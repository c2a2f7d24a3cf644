use std::collections::BTreeMap;
use std::path::{Path, PathBuf};

use anyhow::Context;
use clap::{Args, Parser, Subcommand};
use glam::Vec2;
use tilescape_assets::TextureStore;
use tilescape_gen::{RawWorldConfig, WorldConfig};
use tilescape_ingest::WorldDocument;
use tilescape_persist::{SettingsFile, WorldStore};
use tilescape_render::{AsciiRenderer, Frame, RenderView, Renderer};
use tilescape_render::settings::{FOG_INTENSITY_KEY, RENDER_DISTANCE_KEY};
use tilescape_tools::WorldInspector;
use tilescape_world::WorldSession;
use tracing_subscriber::EnvFilter;

#[derive(Parser)]
#[command(name = "tilescape", about = "CLI tool for tile world operations")]
struct Cli {
    /// Enable verbose logging
    #[arg(short, long, global = true)]
    verbose: bool,

    #[command(subcommand)]
    command: Commands,
}

#[derive(Subcommand)]
enum Commands {
    /// Print engine version and crate info
    Info,
    /// Generate a world from a seed and print its summary
    Generate {
        #[command(flatten)]
        world: GenerateArgs,
        /// Save the result as worlds/<NAME>/world.json under --root
        #[arg(long)]
        save: Option<String>,
        /// Store root directory
        #[arg(long, default_value = ".")]
        root: PathBuf,
    },
    /// Check a generation config or world document without building anything
    Validate {
        /// JSON file to check
        path: PathBuf,
        /// Treat the file as a custom world document instead of a config
        #[arg(long)]
        document: bool,
    },
    /// Load a world document from a store and print what was ingested
    Load {
        /// Identifier such as worlds/glade/world.json
        id: String,
        /// Store root directory
        #[arg(long, default_value = ".")]
        root: PathBuf,
    },
    /// Print a text view of the visible region around a tile
    Render {
        /// Render a stored world instead of generating one
        #[arg(long)]
        world: Option<String>,
        /// Store root directory
        #[arg(long, default_value = ".")]
        root: PathBuf,
        #[command(flatten)]
        generate: GenerateArgs,
        /// Player tile column (defaults to the player spawn)
        #[arg(long)]
        col: Option<u32>,
        /// Player tile row (defaults to the player spawn)
        #[arg(long)]
        row: Option<u32>,
        /// Settings file with renderDistance and fogIntensity
        #[arg(long)]
        settings: Option<PathBuf>,
        /// Render distance in tiles, overriding the settings file
        #[arg(long)]
        distance: Option<u32>,
        /// Fog intensity 0-100, overriding the settings file
        #[arg(long)]
        fog: Option<u32>,
    },
}

#[derive(Args)]
struct GenerateArgs {
    /// World size: small, medium, or large
    #[arg(long, default_value = "small")]
    size: String,
    /// Seed string
    #[arg(long, default_value = "DEFAULT")]
    seed: String,
    /// Generation config JSON file; overrides the other generation flags
    #[arg(long)]
    config: Option<PathBuf>,
    #[arg(long)]
    grass: Option<f64>,
    #[arg(long)]
    water: Option<f64>,
    #[arg(long)]
    wall: Option<f64>,
    #[arg(long)]
    cave: Option<f64>,
}

impl GenerateArgs {
    fn raw_config(&self) -> anyhow::Result<RawWorldConfig> {
        if let Some(path) = &self.config {
            let text = read(path)?;
            return RawWorldConfig::from_json(&text)
                .with_context(|| format!("parsing {}", path.display()));
        }
        // Flags left out keep their default share.
        let mut percentages: BTreeMap<String, serde_json::Value> = WorldConfig::default()
            .to_raw()
            .tile_percentages
            .unwrap_or_default();
        for (key, value) in [
            ("grass", self.grass),
            ("water", self.water),
            ("wall", self.wall),
            ("cave", self.cave),
        ] {
            if let Some(v) = value {
                percentages.insert(key.to_string(), serde_json::Value::from(v));
            }
        }
        Ok(RawWorldConfig {
            world_size: Some(self.size.clone()),
            seed: Some(self.seed.clone()),
            tile_percentages: Some(percentages),
        })
    }
}

fn read(path: &Path) -> anyhow::Result<String> {
    std::fs::read_to_string(path).with_context(|| format!("reading {}", path.display()))
}

fn print_world(session: &WorldSession) {
    let grid = session.grid();
    println!("{}", WorldInspector::summary(grid));
    print!("{}", WorldInspector::histogram(grid));
    for line in WorldInspector::placements(session.spawn_points(), session.npcs(), grid.tile_size()) {
        println!("  {line}");
    }
    for diagnostic in session.diagnostics() {
        println!("  note: {diagnostic:?}");
    }
}

fn main() -> anyhow::Result<()> {
    let cli = Cli::parse();

    let filter = if cli.verbose { "debug" } else { "info" };
    tracing_subscriber::fmt()
        .with_env_filter(EnvFilter::try_from_default_env().unwrap_or_else(|_| EnvFilter::new(filter)))
        .init();

    match cli.command {
        Commands::Info => {
            println!("tilescape v{}", env!("CARGO_PKG_VERSION"));
            println!("common: {}", tilescape_common::crate_info());
            println!("assets: {}", tilescape_assets::crate_info());
            println!("persist: {}", tilescape_persist::crate_info());
            println!("render: {}", tilescape_render::crate_info());
            println!("tools: {}", tilescape_tools::crate_info());
            println!("world: {}", tilescape_world::crate_info());
        }
        Commands::Generate { world, save, root } => {
            let session = WorldSession::generate(&world.raw_config()?)?;
            print_world(&session);
            if let Some(name) = save {
                let doc = tilescape_ingest::export_document(session.grid(), session.name());
                let id = WorldStore::open(&root).save_document(&name, &doc)?;
                println!("Saved {}", root.join(id).display());
            }
        }
        Commands::Validate { path, document } => {
            let text = read(&path)?;
            if document {
                let doc = WorldDocument::from_json(&text)?;
                println!("OK: {}x{} world document", doc.width, doc.height);
            } else {
                let config = tilescape_gen::validate(&RawWorldConfig::from_json(&text)?)?;
                println!(
                    "OK: {} world, seed {:?}",
                    config.world_size.name(),
                    config.seed
                );
            }
        }
        Commands::Load { id, root } => {
            let session = WorldSession::load_from_path(&WorldStore::open(&root), &id)?;
            println!("Loaded {}", session.name().unwrap_or("<unnamed>"));
            print_world(&session);
        }
        Commands::Render {
            world,
            root,
            generate,
            col,
            row,
            settings,
            distance,
            fog,
        } => {
            let session = match world {
                Some(id) => WorldSession::load_from_path(&WorldStore::open(&root), &id)?,
                None => WorldSession::generate(&generate.raw_config()?)?,
            };

            let mut settings = match settings {
                Some(path) => SettingsFile::load(path)?,
                None => SettingsFile::new(),
            };
            if let Some(d) = distance {
                settings.set(RENDER_DISTANCE_KEY, d.to_string());
            }
            if let Some(f) = fog {
                settings.set(FOG_INTENSITY_KEY, f.to_string());
            }

            let grid = session.grid();
            let ts = grid.tile_size() as f32;
            let spawn = session.spawn_for("player");
            let player = match (col, row) {
                (Some(c), Some(r)) => Vec2::new((c as f32 + 0.5) * ts, (r as f32 + 0.5) * ts),
                (c, r) => {
                    let (sc, sr) = spawn.tile(grid.tile_size());
                    let c = c.map_or(sc as f32, |c| c as f32);
                    let r = r.map_or(sr as f32, |r| r as f32);
                    Vec2::new((c + 0.5) * ts, (r + 0.5) * ts)
                }
            };
            let mut view = RenderView {
                player,
                ..RenderView::default()
            };
            view.camera.center_on(player, view.canvas_size);

            let textures = TextureStore::new();
            let frame = Frame {
                grid,
                view: &view,
                settings: &settings,
                textures: &textures,
            };
            print!("{}", AsciiRenderer::new().render(&frame));
        }
    }

    Ok(())
}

★ ★ ★ ★ ★ ★ ★

◆ **Assignment**
The response should consist of the number of lines in the data that hold the word "instead", with nothing added.

◆ **The completed task**
2